Autophagy Upregulation and Apoptosis Downregulation in DAHP and Triptolide Treated Cerebral Ischemia

It has previously been demonstrated that ischemic stroke activates autophagy pathways; however, the mechanism remains unclear. The aim of this study is to further investigate the role that autophagy plays in cerebral ischemia. 2, 4-diamino-6-hydroxy-pyrimidine (DAHP), for its nitric oxide synthase (NOS) inhibiting neuroprotective effect, and triptolide (TP), for its anti-inflammatory property, were selected to administer pre middle cerebral artery occlusion (MCAO). The drugs were administered 12 hours prior to MCAO. Both magnetic resonance imaging (MRI) and 2, 3, 5-triphenyltetrazolium chloride (TTC) staining showed that the drugs reduce the area of infarction.
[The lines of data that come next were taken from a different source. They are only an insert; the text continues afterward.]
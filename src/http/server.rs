//! Exporter HTTP server.
//!
//! # Responsibilities
//! - Serve the metrics snapshot as exposition text and JSON
//! - Serve hub introspection stats
//! - Stop gracefully on the shutdown broadcast

use std::sync::Arc;

use axum::{
    extract::State,
    http::header,
    response::IntoResponse,
    routing::get,
    Json, Router,
};
use serde::{Deserialize, Serialize};
use tokio::net::TcpListener;
use tokio::sync::broadcast;
use tower_http::trace::TraceLayer;

use crate::events::{EventHub, HubStats};
use crate::metrics::{MetricsSnapshot, Registry};

const TEXT_CONTENT_TYPE: &str = "text/plain; version=0.0.4; charset=utf-8";

/// State injected into handlers.
#[derive(Clone)]
pub struct ExporterState {
    pub registry: Arc<Registry>,
    pub hub: Arc<EventHub>,
}

#[derive(Debug, Serialize, Deserialize)]
pub struct HealthStatus {
    pub version: String,
    pub status: String,
    pub hub_closed: bool,
}

/// HTTP server exposing the registry and the hub.
pub struct ExporterServer {
    router: Router,
}

impl ExporterServer {
    pub fn new(registry: Arc<Registry>, hub: Arc<EventHub>) -> Self {
        let state = ExporterState { registry, hub };
        Self {
            router: Self::build_router(state),
        }
    }

    fn build_router(state: ExporterState) -> Router {
        Router::new()
            .route("/metrics", get(metrics_text))
            .route("/metrics/json", get(metrics_json))
            .route("/stats", get(hub_stats))
            .route("/health", get(health))
            .with_state(state)
            .layer(TraceLayer::new_for_http())
    }

    /// The router, for embedding or in-process testing.
    pub fn router(&self) -> Router {
        self.router.clone()
    }

    /// Serve on `listener` until `shutdown` fires.
    pub async fn run(
        self,
        listener: TcpListener,
        mut shutdown: broadcast::Receiver<()>,
    ) -> Result<(), std::io::Error> {
        let addr = listener.local_addr()?;
        tracing::info!(address = %addr, "Exporter listening");

        axum::serve(listener, self.router)
            .with_graceful_shutdown(async move {
                let _ = shutdown.recv().await;
                tracing::info!("Exporter received shutdown signal");
            })
            .await?;

        tracing::info!("Exporter stopped");
        Ok(())
    }
}

async fn metrics_text(State(state): State<ExporterState>) -> impl IntoResponse {
    (
        [(header::CONTENT_TYPE, TEXT_CONTENT_TYPE)],
        state.registry.export().to_text(),
    )
}

async fn metrics_json(State(state): State<ExporterState>) -> Json<MetricsSnapshot> {
    Json(state.registry.export())
}

async fn hub_stats(State(state): State<ExporterState>) -> Json<HubStats> {
    Json(state.hub.stats())
}

async fn health(State(state): State<ExporterState>) -> Json<HealthStatus> {
    let hub_closed = state.hub.is_closed();
    Json(HealthStatus {
        version: env!("CARGO_PKG_VERSION").to_string(),
        status: if hub_closed { "draining" } else { "operational" }.to_string(),
        hub_closed,
    })
}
Immunoblotting analysis revealed increases in Beclin-1 and myeloid cell leukelia-1(Mcl-1) in treated rats. This could be a contributing factor to the reduction in autophagy induced damage. Immunochemistry and western blot showed that mTOR expression in treated rats was marginally different 24 h after injury, and this could also be significant in the mechanism. Furthermore, terminal deoxynucleotidyl transferase-(TdT-) mediated dUTP nick end labeling (TUNEL) staining proved that the drugs are effective in reducing apoptosis. The upregulation of Beclin-1 and Mcl-1 and downregulation of Bcl-2, caspase-3, and the Bcl-2/Beclin-1 ratio infer that the neuroprotective effect of DAHP and TP act via the mediation of autophagy and apoptosis pathways.